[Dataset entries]
//! Channels attached to an application session.

use std::sync::{Mutex, MutexGuard};
use std::time::Instant;

use crossbeam_channel::Receiver;
use tracing::debug;

use crate::errors::{CastError, CastResult};
use crate::events::{EventBus, MediaChannelEvent, MediaCommand};
use crate::manager::ChannelLink;
use crate::media::{MediaInformation, MediaStatus, StatusSnapshot};
use crate::request::RequestId;
use crate::transport::MEDIA_NAMESPACE;

/// A namespace-scoped endpoint on an application session.
///
/// The device manager calls these hooks; only `namespace` is mandatory.
pub trait CastChannel: Send + Sync {
    fn namespace(&self) -> &str;

    /// The channel was attached; `link` is valid until [`Self::did_disconnect`].
    fn did_connect(&self, _link: ChannelLink) {}

    fn did_disconnect(&self) {}

    /// A request issued through this channel finished.
    fn did_complete_request(&self, _request: RequestId, _result: Result<(), CastError>) {}

    fn did_update_media_status(&self, _status: &MediaStatus) {}

    /// The receiver ended the media session.
    fn did_clear_media_status(&self) {}

    fn did_fail_command(&self, _command: MediaCommand, _error: CastError) {}
}

/// Remote playback control.
pub trait MediaControlChannel: CastChannel {
    /// Loads `media`, starting at `play_position` seconds.
    ///
    /// A newer load replaces this one (`Replaced`) and cancels an
    /// outstanding seek (`Cancelled`).
    fn load_media(
        &self,
        media: MediaInformation,
        autoplay: bool,
        play_position: f64,
    ) -> CastResult<RequestId>;

    /// Resumes playback. Failures are reported as
    /// [`MediaChannelEvent::CommandFailed`].
    fn play(&self) -> CastResult<()>;

    fn pause(&self) -> CastResult<()>;

    fn seek_to_time_interval(&self, position: f64) -> CastResult<RequestId>;

    fn request_status(&self) -> CastResult<RequestId>;

    /// Last reported position extrapolated to now. 0 without a status.
    fn approximate_stream_position(&self) -> f64;

    fn media_status(&self) -> Option<MediaStatus>;

    fn subscribe(&self) -> Receiver<MediaChannelEvent>;
}

/// Media channel of the Default Media Receiver and compatible receivers.
pub struct CastMediaChannel {
    link: Mutex<Option<ChannelLink>>,
    status: Mutex<Option<StatusSnapshot>>,
    events: EventBus<MediaChannelEvent>,
}

impl Default for CastMediaChannel {
    fn default() -> Self {
        Self::new()
    }
}

impl CastMediaChannel {
    pub fn new() -> Self {
        Self {
            link: Mutex::new(None),
            status: Mutex::new(None),
            events: EventBus::new(),
        }
    }

    pub fn is_attached(&self) -> bool {
        self.link().is_some_and(|link| link.is_attached())
    }

    fn link(&self) -> Option<ChannelLink> {
        self.link
            .lock()
            .unwrap_or_else(|poisoned| poisoned.into_inner())
            .clone()
    }

    fn attached_link(&self) -> CastResult<ChannelLink> {
        self.link()
            .ok_or_else(|| CastError::invalid_state("media channel is not attached"))
    }

    fn status(&self) -> MutexGuard<'_, Option<StatusSnapshot>> {
        self.status
            .lock()
            .unwrap_or_else(|poisoned| poisoned.into_inner())
    }
}

impl CastChannel for CastMediaChannel {
    fn namespace(&self) -> &str {
        MEDIA_NAMESPACE
    }

    fn did_connect(&self, link: ChannelLink) {
        debug!(app = %link.application().display_name, "Media channel attached");
        *self
            .link
            .lock()
            .unwrap_or_else(|poisoned| poisoned.into_inner()) = Some(link);
        self.events.broadcast(MediaChannelEvent::Attached);
    }

    fn did_disconnect(&self) {
        self.link
            .lock()
            .unwrap_or_else(|poisoned| poisoned.into_inner())
            .take();
        self.status().take();
        debug!("Media channel detached");
        self.events.broadcast(MediaChannelEvent::Detached);
    }

    fn did_complete_request(&self, request: RequestId, result: Result<(), CastError>) {
        self.events
            .broadcast(MediaChannelEvent::RequestCompleted { request, result });
    }

    fn did_update_media_status(&self, status: &MediaStatus) {
        *self.status() = Some(StatusSnapshot::new(status.clone()));
        self.events
            .broadcast(MediaChannelEvent::StatusUpdated(status.clone()));
    }

    fn did_clear_media_status(&self) {
        if self.status().take().is_some() {
            debug!("Media session ended, status cleared");
            self.events.broadcast(MediaChannelEvent::StatusCleared);
        }
    }

    fn did_fail_command(&self, command: MediaCommand, error: CastError) {
        self.events
            .broadcast(MediaChannelEvent::CommandFailed { command, error });
    }
}

impl MediaControlChannel for CastMediaChannel {
    fn load_media(
        &self,
        media: MediaInformation,
        autoplay: bool,
        play_position: f64,
    ) -> CastResult<RequestId> {
        self.attached_link()?
            .load_media(media, autoplay, play_position)
    }

    fn play(&self) -> CastResult<()> {
        self.attached_link()?.send_command(MediaCommand::Play)
    }

    fn pause(&self) -> CastResult<()> {
        self.attached_link()?.send_command(MediaCommand::Pause)
    }

    fn seek_to_time_interval(&self, position: f64) -> CastResult<RequestId> {
        self.attached_link()?.seek(position)
    }

    fn request_status(&self) -> CastResult<RequestId> {
        self.attached_link()?.request_status()
    }

    fn approximate_stream_position(&self) -> f64 {
        self.status()
            .as_ref()
            .map(|snapshot| snapshot.approximate_position(Instant::now()))
            .unwrap_or(0.0)
    }

    fn media_status(&self) -> Option<MediaStatus> {
        self.status().as_ref().map(|snapshot| snapshot.status.clone())
    }

    fn subscribe(&self) -> Receiver<MediaChannelEvent> {
        self.events.subscribe()
    }
}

_To do_
When the word "MutexGuard" shows up in a line of the entries, pull that line out.

_Task result_
use std::sync::{Mutex, MutexGuard};
    fn status(&self) -> MutexGuard<'_, Option<StatusSnapshot>> {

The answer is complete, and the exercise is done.